From the first line of the material below to the line containing "a bulk action.", repeat every line exactly and add nothing.
[MATERIAL SUPPLIED — start]
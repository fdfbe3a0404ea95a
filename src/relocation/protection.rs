//! Protection ledger
//!
//! Members can shield themselves from bulk actions for a while. A grant is
//! bounded twice: by wall-clock expiry and by a number of credits, one of
//! which is spent each time the grant deflects a bulk action.

use crate::relocation::Clock;
use chrono::{DateTime, Duration, Utc};
use dashmap::DashMap;
use dashmap::mapref::entry::Entry;
use derive_more::Display;
use poise::serenity_prelude::{GuildId, UserId};
use rand::Rng;
use std::sync::Arc;
use tokio::task::JoinHandle;
use tracing::{debug, info};

/// Default cap on credits held by a single grant
pub const DEFAULT_MAX_CREDITS: u32 = 10;
/// Granularity of rolled protection durations, in minutes
pub const DURATION_STEP_MINUTES: i64 = 5;
/// Number of possible durations (5, 10, ..., 60 minutes)
pub const DURATION_BUCKETS: i64 = 12;

/// Ledger key: a user within a guild
#[derive(Debug, Display, Clone, Copy, PartialEq, Eq, Hash)]
#[display("{scope}:{user_id}")]
pub struct ProtectionKey {
    pub scope: GuildId,
    pub user_id: UserId,
}

impl ProtectionKey {
    #[must_use]
    pub const fn new(scope: GuildId, user_id: UserId) -> Self {
        Self { scope, user_id }
    }
}

/// A single protection grant
#[derive(Debug, Clone, Copy, PartialEq, Eq)]
pub struct ProtectionEntry {
    /// When the grant lapses
    pub expires_at: DateTime<Utc>,
    /// Remaining deflections
    pub credits: u32,
}

/// In-memory store of protection grants
#[derive(Clone)]
pub struct ProtectionLedger {
    entries: Arc<DashMap<ProtectionKey, ProtectionEntry>>,
    clock: Arc<dyn Clock>,
}

impl std::fmt::Debug for ProtectionLedger {
    fn fmt(&self, f: &mut std::fmt::Formatter<'_>) -> std::fmt::Result {
        f.debug_struct("ProtectionLedger")
            .field("entries", &self.entries.len())
            .finish_non_exhaustive()
    }
}

/// Roll a protection duration uniformly from 5 to 60 minutes in 5 minute steps
#[must_use]
pub fn roll_duration<R: Rng + ?Sized>(rng: &mut R) -> Duration {
    Duration::minutes(rng.random_range(1..=DURATION_BUCKETS) * DURATION_STEP_MINUTES)
}

impl ProtectionLedger {
    #[must_use]
    pub fn new(clock: Arc<dyn Clock>) -> Self {
        Self {
            entries: Arc::new(DashMap::new()),
            clock,
        }
    }

    /// Grant or refresh protection for a user.
    ///
    /// Expiry only ever moves forward. A fresh grant starts with the full
    /// `max_credits`; refreshing an existing grant adds one credit, capped at
    /// `max_credits`.
    pub fn grant(&self, scope: GuildId, user_id: UserId, max_credits: u32) -> ProtectionEntry {
        let duration = roll_duration(&mut rand::rng());
        self.grant_for(scope, user_id, max_credits, duration)
    }

    /// Grant with an explicit duration instead of a rolled one
    pub fn grant_for(
        &self,
        scope: GuildId,
        user_id: UserId,
        max_credits: u32,
        duration: Duration,
    ) -> ProtectionEntry {
        let key = ProtectionKey::new(scope, user_id);
        let candidate_expiry = self.clock.now() + duration;
        let max_credits = max_credits.max(1);

        let entry = match self.entries.entry(key) {
            Entry::Occupied(mut occupied) => {
                let current = occupied.get_mut();
                current.expires_at = current.expires_at.max(candidate_expiry);
                current.credits = current.credits.saturating_add(1).min(max_credits);
                *current
            }
            Entry::Vacant(vacant) => *vacant.insert(ProtectionEntry {
                expires_at: candidate_expiry,
                credits: max_credits,
            }),
        };

        info!(
            target: crate::RELOCATION_TARGET,
            key = %key,
            expires_at = %entry.expires_at,
            credits = entry.credits,
            "Protection granted"
        );
        entry
    }

    /// Remove a grant, returning whether one existed
    pub fn revoke(&self, scope: GuildId, user_id: UserId) -> bool {
        let key = ProtectionKey::new(scope, user_id);
        let removed = self.entries.remove(&key).is_some();
        if removed {
            info!(target: crate::RELOCATION_TARGET, key = %key, "Protection revoked");
        }
        removed
    }

    /// Whether a grant exists for the user, optionally spending one credit.
    ///
    /// Each call commits immediately; a grant whose last credit is spent is
    /// removed.
    pub fn is_protected(&self, scope: GuildId, user_id: UserId, consume_credit: bool) -> bool {
        let key = ProtectionKey::new(scope, user_id);
        match self.entries.entry(key) {
            Entry::Occupied(mut occupied) => {
                if consume_credit {
                    let remaining = occupied.get().credits.saturating_sub(1);
                    if remaining == 0 {
                        occupied.remove();
                    } else {
                        occupied.get_mut().credits = remaining;
                    }
                    debug!(
                        target: crate::RELOCATION_TARGET,
                        key = %key,
                        remaining,
                        "Protection credit consumed"
                    );
                }
                true
            }
            Entry::Vacant(_) => false,
        }
    }

    /// Look at a grant without touching it
    #[must_use]
    pub fn get(&self, scope: GuildId, user_id: UserId) -> Option<ProtectionEntry> {
        self.entries
            .get(&ProtectionKey::new(scope, user_id))
            .map(|entry| *entry.value())
    }

    /// Drop every grant whose expiry has passed, returning how many were removed
    pub fn sweep(&self) -> usize {
        let now = self.clock.now();
        let before = self.entries.len();
        self.entries.retain(|_, entry| entry.expires_at > now);
        let removed = before.saturating_sub(self.entries.len());
        if removed > 0 {
            debug!(target: crate::RELOCATION_TARGET, removed, "Swept expired protections");
        }
        removed
    }

    #[must_use]
    pub fn len(&self) -> usize {
        self.entries.len()
    }

    #[must_use]
    pub fn is_empty(&self) -> bool {
        self.entries.is_empty()
    }

    /// Run [`Self::sweep`] on a fixed interval until the task is aborted
    pub fn spawn_sweeper(&self, interval: std::time::Duration) -> JoinHandle<()> {
        let ledger = self.clone();
        tokio::spawn(async move {
            info!(
                target: crate::RELOCATION_TARGET,
                interval_ms = u64::try_from(interval.as_millis()).unwrap_or(u64::MAX),
                "Starting protection sweeper"
            );
            let mut ticker = tokio::time::interval(interval);
            ticker.set_missed_tick_behavior(tokio::time::MissedTickBehavior::Delay);
            loop {
                ticker.tick().await;
                ledger.sweep();
            }
        })
    }
}

#[cfg(test)]
mod tests {
    use super::*;
    use crate::relocation::ManualClock;
    use rand::SeedableRng;
    use rand::rngs::StdRng;

    const GUILD: GuildId = GuildId::new(100);
    const USER: UserId = UserId::new(200);

    fn ledger() -> (ProtectionLedger, Arc<ManualClock>) {
        let clock = Arc::new(ManualClock::new(Utc::now()));
        (ProtectionLedger::new(clock.clone()), clock)
    }

    #[test]
    fn test_roll_duration_is_bucketed() {
        let mut rng = StdRng::seed_from_u64(7);
        for _ in 0..500 {
            let minutes = roll_duration(&mut rng).num_minutes();
            assert!((5..=60).contains(&minutes), "rolled {minutes}");
            assert_eq!(minutes % 5, 0);
        }
    }

    #[test]
    fn test_fresh_grant_has_full_credits() {
        let (ledger, clock) = ledger();
        let entry = ledger.grant(GUILD, USER, 3);
        assert_eq!(entry.credits, 3);
        assert!(entry.expires_at > clock.now());
        assert!(entry.expires_at <= clock.now() + Duration::minutes(60));
        assert_eq!(ledger.get(GUILD, USER), Some(entry));
    }

    #[test]
    fn test_zero_cap_grant_still_holds_one_credit() {
        let (ledger, _clock) = ledger();
        let entry = ledger.grant(GUILD, USER, 0);
        assert_eq!(entry.credits, 1);
        assert!(ledger.is_protected(GUILD, USER, true));
        assert!(ledger.get(GUILD, USER).is_none());
    }

    #[test]
    fn test_regrant_never_shortens_expiry_or_exceeds_cap() {
        let (ledger, _clock) = ledger();
        let first = ledger.grant_for(GUILD, USER, 10, Duration::minutes(60));
        let second = ledger.grant_for(GUILD, USER, 10, Duration::minutes(5));
        assert_eq!(second.expires_at, first.expires_at);
        assert_eq!(second.credits, 10);

        for _ in 0..20 {
            let entry = ledger.grant(GUILD, USER, 10);
            assert!(entry.expires_at >= first.expires_at);
            assert!(entry.credits <= 10);
        }
    }

    #[test]
    fn test_regrant_extends_expiry_and_adds_a_credit() {
        let (ledger, _clock) = ledger();
        let first = ledger.grant_for(GUILD, USER, 3, Duration::minutes(5));
        assert!(ledger.is_protected(GUILD, USER, true));
        assert_eq!(ledger.get(GUILD, USER).map(|e| e.credits), Some(2));

        let second = ledger.grant_for(GUILD, USER, 3, Duration::minutes(30));
        assert!(second.expires_at > first.expires_at);
        assert_eq!(second.credits, 3);
    }

    #[test]
    fn test_credit_exhaustion() {
        let (ledger, _clock) = ledger();
        ledger.grant(GUILD, USER, 3);

        for expected in [2, 1] {
            assert!(ledger.is_protected(GUILD, USER, true));
            assert_eq!(ledger.get(GUILD, USER).map(|e| e.credits), Some(expected));
        }

        assert!(ledger.is_protected(GUILD, USER, true));
        assert!(ledger.get(GUILD, USER).is_none());
        assert!(!ledger.is_protected(GUILD, USER, true));
    }

    #[test]
    fn test_observing_check_does_not_spend_credits() {
        let (ledger, _clock) = ledger();
        ledger.grant(GUILD, USER, 2);
        for _ in 0..5 {
            assert!(ledger.is_protected(GUILD, USER, false));
        }
        assert_eq!(ledger.get(GUILD, USER).map(|e| e.credits), Some(2));
    }

    #[test]
    fn test_protection_is_scoped_per_guild() {
        let (ledger, _clock) = ledger();
        ledger.grant(GUILD, USER, 2);
        assert!(!ledger.is_protected(GuildId::new(999), USER, true));
        assert!(!ledger.is_protected(GUILD, UserId::new(999), true));
        assert_eq!(ledger.get(GUILD, USER).map(|e| e.credits), Some(2));
    }

    #[test]
    fn test_revoke() {
        let (ledger, _clock) = ledger();
        assert!(!ledger.revoke(GUILD, USER));
        ledger.grant(GUILD, USER, 10);
        assert!(ledger.revoke(GUILD, USER));
        assert!(!ledger.revoke(GUILD, USER));
        assert!(!ledger.is_protected(GUILD, USER, false));
    }

    #[test]
    fn test_sweep_removes_only_expired() {
        let (ledger, clock) = ledger();
        let short = UserId::new(1);
        let exact = UserId::new(2);
        let long = UserId::new(3);
        ledger.grant_for(GUILD, short, 10, Duration::minutes(5));
        ledger.grant_for(GUILD, exact, 10, Duration::minutes(10));
        ledger.grant_for(GUILD, long, 10, Duration::minutes(60));

        assert_eq!(ledger.sweep(), 0);
        assert_eq!(ledger.len(), 3);

        clock.advance(Duration::minutes(10));
        assert_eq!(ledger.sweep(), 2);
        assert!(ledger.get(GUILD, short).is_none());
        assert!(ledger.get(GUILD, exact).is_none());
        assert!(ledger.get(GUILD, long).is_some());

        assert_eq!(ledger.sweep(), 0);
        assert_eq!(ledger.len(), 1);
    }

    #[tokio::test(start_paused = true)]
    async fn test_sweeper_task_expires_entries() {
        let (ledger, clock) = ledger();
        ledger.grant_for(GUILD, USER, 10, Duration::minutes(5));

        let handle = ledger.spawn_sweeper(std::time::Duration::from_secs(1));
        tokio::time::sleep(std::time::Duration::from_millis(1500)).await;
        assert_eq!(ledger.len(), 1);

        clock.advance(Duration::minutes(6));
        tokio::time::sleep(std::time::Duration::from_secs(2)).await;
        assert!(ledger.is_empty());

        handle.abort();
    }
}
[MATERIAL SUPPLIED — finish]
◆ ANSWER SECTION ◆
repository fdfbe3a0404ea95a
filename src/relocation/protection.rs
//! Protection ledger
//!
//! Members can shield themselves from bulk actions for a while. A grant is
//! bounded twice: by wall-clock expiry and by a number of credits, one of
//! which is spent each time the grant deflects a bulk action.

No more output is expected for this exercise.